Fun with Solvents

img_2720.JPGThe Gay Uncle wrote about sticking his big Gay nose into other people’s business this week in his Yahoo! Parenting column tackling the subject of disciplining friends’ and family members’ kids. Surprisingly–given his status as a know-it-all/butt-insky–he generally advocates keeping his ideas to himself, particularly in moments of conflict, as outsiders making suggestions often confuses kids, raises parents’ hackles, and ends up exacerbating situations. (Of course, he doesn’t always succeed in staying silent.) Instead, he recommends discussing the situation later, after the fact. And obviously, he’s not about standing idly by if a kid is doing something that might result in injury to themselves or others.

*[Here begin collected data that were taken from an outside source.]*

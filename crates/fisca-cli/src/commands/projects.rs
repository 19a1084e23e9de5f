//! Project listing command implementations

use anyhow::Result;
use fisca_core::store::Database;

pub fn cmd_projects_list(db: &Database, missing_files: bool) -> Result<()> {
    let projects = if missing_files {
        db.list_projects_missing_files()?
    } else {
        db.list_projects_sync()?
    };

    if projects.is_empty() {
        println!("No projects yet. Run 'fisca import' to add some.");
        return Ok(());
    }

    println!(
        "{:<5} {:<35} {:<20} {:>12} {:>12} {:>6}",
        "ID", "NAME", "ORGANIZATION", "REQUESTED", "APPROVED", "FILES"
    );
    for p in projects {
        println!(
            "{:<5} {:<35} {:<20} {:>12} {:>12} {:>6}",
            p.id,
            truncate(&p.name, 34),
            truncate(p.organization.as_deref().unwrap_or("-"), 19),
            fmt_amount(p.requested_amount),
            fmt_amount(p.approved_amount),
            p.file_count
        );
    }
    Ok(())
}

pub fn cmd_projects_show(db: &Database, id: i64) -> Result<()> {
    let project = db
        .get_project(id)?
        .ok_or_else(|| anyhow::anyhow!("Project {} not found", id))?;

    println!("Project #{}: {}", project.id, project.name);
    if let Some(ref org) = project.organization {
        println!("  Organization: {}", org);
    }
    if let Some(ref responsible) = project.responsible {
        println!("  Responsible:  {}", responsible);
    }
    println!("  Requested:    {}", fmt_amount(project.requested_amount));
    println!("  Approved:     {}", fmt_amount(project.approved_amount));
    if let Some(ref rationale) = project.rationale {
        println!("  Rationale:    {}", rationale);
    }
    if !project.objectives.is_empty() {
        println!("  Objectives:");
        for objective in &project.objectives {
            println!("    - {}", objective);
        }
    }
    if !project.budget_lines.is_empty() {
        println!("  Budget lines:");
        for line in &project.budget_lines {
            println!("    - {} ({})", line.item, fmt_amount(line.total));
        }
    }

    let files = db.list_files(id)?;
    if files.is_empty() {
        println!("  Files:        none");
    } else {
        println!("  Files:");
        for file in files {
            println!(
                "    - #{} {} ({} bytes, sha256 {})",
                file.id,
                file.file_name,
                file.size_bytes,
                &file.content_hash[..12]
            );
        }
    }
    Ok(())
}

fn fmt_amount(amount: Option<f64>) -> String {
    match amount {
        Some(a) => format!("{:.2}", a),
        None => "-".to_string(),
    }
}

fn truncate(s: &str, max: usize) -> String {
    if s.chars().count() > max {
        let cut: String = s.chars().take(max.saturating_sub(1)).collect();
        format!("{}…", cut)
    } else {
        s.to_string()
    }
}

Well, just after he sent this column to his editor, he had a chance to put his advice to the test. He was at a party at a stranger’s house in L.A. and there were a few parent couples with toddlers present, including one pair with a particularly adorable young boy. Though this kid was probably around 14 months old and a fully functioning walker, because his mom was only about five feet tall, he appeared…shrunken, like he’d been washed in cold instead of dry-cleaned. He was, however, just the right size for investigating things close to the ground like people’s shoes, dropped tortilla chips, and the cat’s tail. He was also properly heighted for exploring the cabinets under the kitchen sink, where the G.U. noticed him handling various exciting objects like: a bottle of ammonia, a can of Easy Off, and a box of what may have either been Clorox wipes or toilet-cleaning wand refills. Gunc was fully tempted to go running into the room and gently explain to the boy that these items were dangerous, and redirect him toward some mildly less harmful playthings, like a steak-knife or ball-peen hammer. But then the Gay Uncle noticed that the kid’s parents were standing right nearby–calm as everyone in California pretends to be–and he supposed that if they weren’t concerned, then his own attempts at intervention would probably go over about as well as the U.S. invasion of Iraq. He hopes they at least rinsed the kid’s hands off after he finished playing.